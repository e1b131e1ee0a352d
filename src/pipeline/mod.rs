//! # Decaying Sentiment Pipeline
//!
//! Maintains exponentially time-decaying statistics over several horizons at
//! once and reports a sentiment score plus heavy hitters for each of them.
//!
//! ## Architecture
//!
//! ```text
//! matcher stdout ──► mpsc<String> ──► IngestLoop (parse + classify)
//!                                          │
//!                                          ▼
//!                                   WindowSet (Arc<Mutex<_>>)
//!                                   ├─ KeyedAggregator 60s
//!                                   ├─ KeyedAggregator 1h
//!                                   └─ ...
//!                                          ▲
//! report timer (1s, then every 5s) ──► Reporter ──► ReportSink (stdout)
//! ```
//!
//! The report pass is not a pure read: it decays the polarity counters and
//! every tracked key's frequency to the report instant.
//!
//! ## Module Organization
//!
//! - `decay` - `DecayCounter`, the half-life counter primitive
//! - `types` - `PatternId`, `Polarity`, `MatchEvent`
//! - `windows` - per-horizon `KeyedAggregator` and the `WindowSet`
//! - `ranking` - top-K extraction over decayed frequencies
//! - `ingestion` - match-line parsing and the unified select loop
//! - `reporter` - report records, rendering and sinks
//! - `config` - environment configuration

pub mod config;
pub mod decay;
pub mod ingestion;
pub mod ranking;
pub mod reporter;
pub mod types;
pub mod windows;

// Re-export commonly used types
pub use config::PipelineConfig;
pub use decay::DecayCounter;
pub use ingestion::{parse_match_line, wall_clock, Clock, IngestLoop, IngestStats};
pub use ranking::{heavy_hitters, RankedKey};
pub use reporter::{
    HeavyHitter, HorizonReport, LineWriterSink, ReportFormat, ReportSink, ReportTimezone, Reporter,
};
pub use types::{MatchEvent, PatternId, Polarity};
pub use windows::{KeyedAggregator, PolaritySnapshot, WindowSet};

○ ○ ○ ○ ○ ○ ○

Reproduce verbatim only the lines from the one holding "unified select loop" through the end of the records.

Response below ::
//! - `ingestion` - match-line parsing and the unified select loop
//! - `reporter` - report records, rendering and sinks
//! - `config` - environment configuration

pub mod config;
pub mod decay;
pub mod ingestion;
pub mod ranking;
pub mod reporter;
pub mod types;
pub mod windows;

// Re-export commonly used types
pub use config::PipelineConfig;
pub use decay::DecayCounter;
pub use ingestion::{parse_match_line, wall_clock, Clock, IngestLoop, IngestStats};
pub use ranking::{heavy_hitters, RankedKey};
pub use reporter::{
    HeavyHitter, HorizonReport, LineWriterSink, ReportFormat, ReportSink, ReportTimezone, Reporter,
};
pub use types::{MatchEvent, PatternId, Polarity};
pub use windows::{KeyedAggregator, PolaritySnapshot, WindowSet};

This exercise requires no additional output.